Our own current situation is, of course, nowhere near as extreme as the one envisaged in Severance. Ling Ma explores a worst-case scenario that, thankfully, we are not facing. In her novel, she looks at what happens in her imagined world after the pandemic fades away. After the worst, who is in charge of rebuilding a community, a culture? Among a random group of survivors, the novel asks, who decides who has power? Who sets the guidelines for religious practice? How do individuals retain agency?

The narrative strands of Emily St John Mandel’s 2014 novel Station Eleven take place before, during, and after a fiercely contagious flu originating in the Republic of Georgia “exploded like a neutron bomb over the surface of the earth”, wiping out 99 per cent of the global population. The pandemic begins the night an actor playing King Lear has a heart attack on stage. His wife is the author of science-fiction comic books set on a planet called Station Eleven that show up 20 years later, when a troupe of actors and musicians through “an archipelago of small towns”, performing Lear and Midsummer Night’s Dream in abandoned malls. Station Eleven carries echoes of Chaucer’s Canterbury Tales, the prototypical irreverent 14th-Century storytelling cycle, set against the backdrop of the Black Death.
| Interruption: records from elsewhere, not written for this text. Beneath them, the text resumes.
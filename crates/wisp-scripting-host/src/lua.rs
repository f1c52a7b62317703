//! Lua-backed evaluator.
//!
//! A fresh Lua VM is created for every evaluation context, used once, and
//! dropped — evaluation contexts are single-use by contract, so nothing
//! leaks between calls. Host functions and bindings are installed into the
//! VM's globals before the chunk runs.
//!
//! Cooperative cancellation uses an instruction-count hook: every
//! `CANCEL_CHECK_INSTRUCTIONS` VM instructions the hook checks the cancel
//! flag and aborts the evaluation with a runtime error when it is set. A
//! chunk that never executes an instruction (e.g. blocked inside a host
//! function) will not observe cancellation until it returns to the VM.

use std::collections::HashMap;

use mlua::{HookTriggers, Lua, MultiValue, Table, VmState};
use wisp_core::{EvalOutcome, EvalRequest, Evaluator, OpaqueValue, ScriptError, Value};

/// Instructions between cancel-flag checks.
const CANCEL_CHECK_INSTRUCTIONS: u32 = 10_000;

/// Nesting limit for boundary conversions; self-referential tables abort
/// instead of recursing forever.
const MAX_CONVERT_DEPTH: usize = 32;

/// Userdata wrapper carrying an opaque host handle through the VM.
struct OpaqueHandle(OpaqueValue);

impl mlua::UserData for OpaqueHandle {}

pub struct LuaEvaluator {
    check_interval: u32,
}

impl LuaEvaluator {
    pub fn new() -> Self {
        Self {
            check_interval: CANCEL_CHECK_INSTRUCTIONS,
        }
    }

    fn prepare(&self, lua: &Lua, request: &EvalRequest<'_>) -> mlua::Result<()> {
        let globals = lua.globals();

        for (name, value) in request.bindings {
            globals.set(name.as_str(), value_to_lua(lua, value, 0)?)?;
        }

        for (name, callable) in request.functions {
            let callable = callable.clone();
            let function = lua.create_function(move |lua, args: MultiValue| {
                let mut host_args = Vec::with_capacity(args.len());
                for arg in args.iter() {
                    host_args.push(lua_to_value(arg, 0)?);
                }
                let result = callable(&host_args)
                    .map_err(|e| mlua::Error::RuntimeError(e.to_string()))?;
                value_to_lua(lua, &result, 0)
            })?;
            globals.set(name.as_str(), function)?;
        }

        Ok(())
    }
}

impl Default for LuaEvaluator {
    fn default() -> Self {
        Self::new()
    }
}

impl Evaluator for LuaEvaluator {
    fn name(&self) -> &'static str {
        "lua"
    }

    fn eval(&self, request: EvalRequest<'_>) -> Result<EvalOutcome, ScriptError> {
        let lua = Lua::new();

        self.prepare(&lua, &request)
            .map_err(|e| ScriptError::execution(format_lua_error(&e)))?;

        let cancel = request.cancel.clone();
        lua.set_hook(
            HookTriggers::new().every_nth_instruction(self.check_interval),
            move |_lua, _debug| {
                if cancel.is_cancelled() {
                    Err(mlua::Error::RuntimeError("execution cancelled".to_string()))
                } else {
                    Ok(VmState::Continue)
                }
            },
        );

        let result: mlua::Result<mlua::Value> =
            lua.load(request.code).set_name(request.name).eval();
        lua.remove_hook();

        let value = match result {
            Ok(value) => lua_to_value(&value, 0)
                .map_err(|e| ScriptError::execution(format_lua_error(&e)))?,
            Err(e) => return Err(ScriptError::execution(format_lua_error(&e))),
        };

        let mut captured = HashMap::new();
        for name in request.capture {
            let raw: mlua::Value = lua
                .globals()
                .get(name.as_str())
                .unwrap_or(mlua::Value::Nil);
            let converted =
                lua_to_value(&raw, 0).map_err(|e| ScriptError::execution(format_lua_error(&e)))?;
            captured.insert(name.clone(), converted);
        }

        Ok(EvalOutcome { value, captured })
    }
}

/// Convert a host value into the VM. Opaque handles become userdata.
fn value_to_lua(lua: &Lua, value: &Value, depth: usize) -> mlua::Result<mlua::Value> {
    if depth > MAX_CONVERT_DEPTH {
        return Err(mlua::Error::RuntimeError(
            "value nesting too deep".to_string(),
        ));
    }

    match value {
        Value::Null => Ok(mlua::Value::Nil),
        Value::Bool(b) => Ok(mlua::Value::Boolean(*b)),
        Value::Number(n) => Ok(mlua::Value::Number(*n)),
        Value::String(s) => Ok(mlua::Value::String(lua.create_string(s)?)),
        Value::Sequence(items) => {
            let table = lua.create_table()?;
            for (index, item) in items.iter().enumerate() {
                table.raw_set(index + 1, value_to_lua(lua, item, depth + 1)?)?;
            }
            Ok(mlua::Value::Table(table))
        }
        Value::Mapping(entries) => {
            let table = lua.create_table()?;
            for (key, item) in entries {
                table.raw_set(key.as_str(), value_to_lua(lua, item, depth + 1)?)?;
            }
            Ok(mlua::Value::Table(table))
        }
        Value::Opaque(handle) => Ok(mlua::Value::UserData(
            lua.create_userdata(OpaqueHandle(handle.clone()))?,
        )),
    }
}

/// Convert a VM value back out. Numbers flatten to f64; array-like tables
/// become sequences, everything else table-shaped becomes a mapping;
/// functions and threads cannot outlive their VM and convert to null.
fn lua_to_value(value: &mlua::Value, depth: usize) -> mlua::Result<Value> {
    if depth > MAX_CONVERT_DEPTH {
        return Err(mlua::Error::RuntimeError(
            "value nesting too deep".to_string(),
        ));
    }

    match value {
        mlua::Value::Nil => Ok(Value::Null),
        mlua::Value::Boolean(b) => Ok(Value::Bool(*b)),
        mlua::Value::Integer(i) => Ok(Value::Number(*i as f64)),
        mlua::Value::Number(n) => Ok(Value::Number(*n)),
        mlua::Value::String(s) => Ok(Value::String(
            s.to_str()
                .map_or_else(|_| "<invalid utf8>".to_string(), |s| s.to_string()),
        )),
        mlua::Value::Table(table) => table_to_value(table, depth),
        mlua::Value::UserData(ud) => match ud.borrow::<OpaqueHandle>() {
            Ok(handle) => Ok(Value::Opaque(handle.0.clone())),
            Err(_) => Ok(Value::Null),
        },
        _ => Ok(Value::Null),
    }
}

fn table_to_value(table: &Table, depth: usize) -> mlua::Result<Value> {
    let len = table.raw_len();
    let mut pair_count = 0;
    let mut entries = HashMap::new();

    for pair in table.clone().pairs::<mlua::Value, mlua::Value>() {
        let (key, item) = pair?;
        pair_count += 1;

        let key = match &key {
            mlua::Value::String(s) => match s.to_str() {
                Ok(s) => s.to_string(),
                Err(_) => continue,
            },
            mlua::Value::Integer(i) => i.to_string(),
            mlua::Value::Number(n) => n.to_string(),
            // Exotic keys (tables, functions) have no host representation.
            _ => continue,
        };
        entries.insert(key, lua_to_value(&item, depth + 1)?);
    }

    // A table whose pairs are exactly 1..len is array-like.
    if len > 0 && pair_count == len {
        let mut items = Vec::with_capacity(len);
        for index in 1..=len {
            let item: mlua::Value = table.raw_get(index)?;
            items.push(lua_to_value(&item, depth + 1)?);
        }
        return Ok(Value::Sequence(items));
    }

    Ok(Value::Mapping(entries))
}

fn format_lua_error(err: &mlua::Error) -> String {
    match err {
        mlua::Error::RuntimeError(msg) => msg.clone(),
        mlua::Error::CallbackError { cause, .. } => format_lua_error(cause),
        mlua::Error::SyntaxError { message, .. } => format!("compile error: {message}"),
        _ => format!("{err}"),
    }
}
Emily St John Mandel’s 2014 novel Station Eleven looks at how the world is rebuilt after a virus has struck

Who and what determines art? Mandel asks. Does celebrity culture matter? How will we rebuild after the invisible virus lays siege? How will art and culture change? No doubt there are novels about our current circumstances in the works. How will the storytellers in the years to come portray this pandemic? How will they chronicle the surge in community spirit, the countless heroes among us? These are questions to be pondered as we increase our reading time, and prepare for the new world to emerge.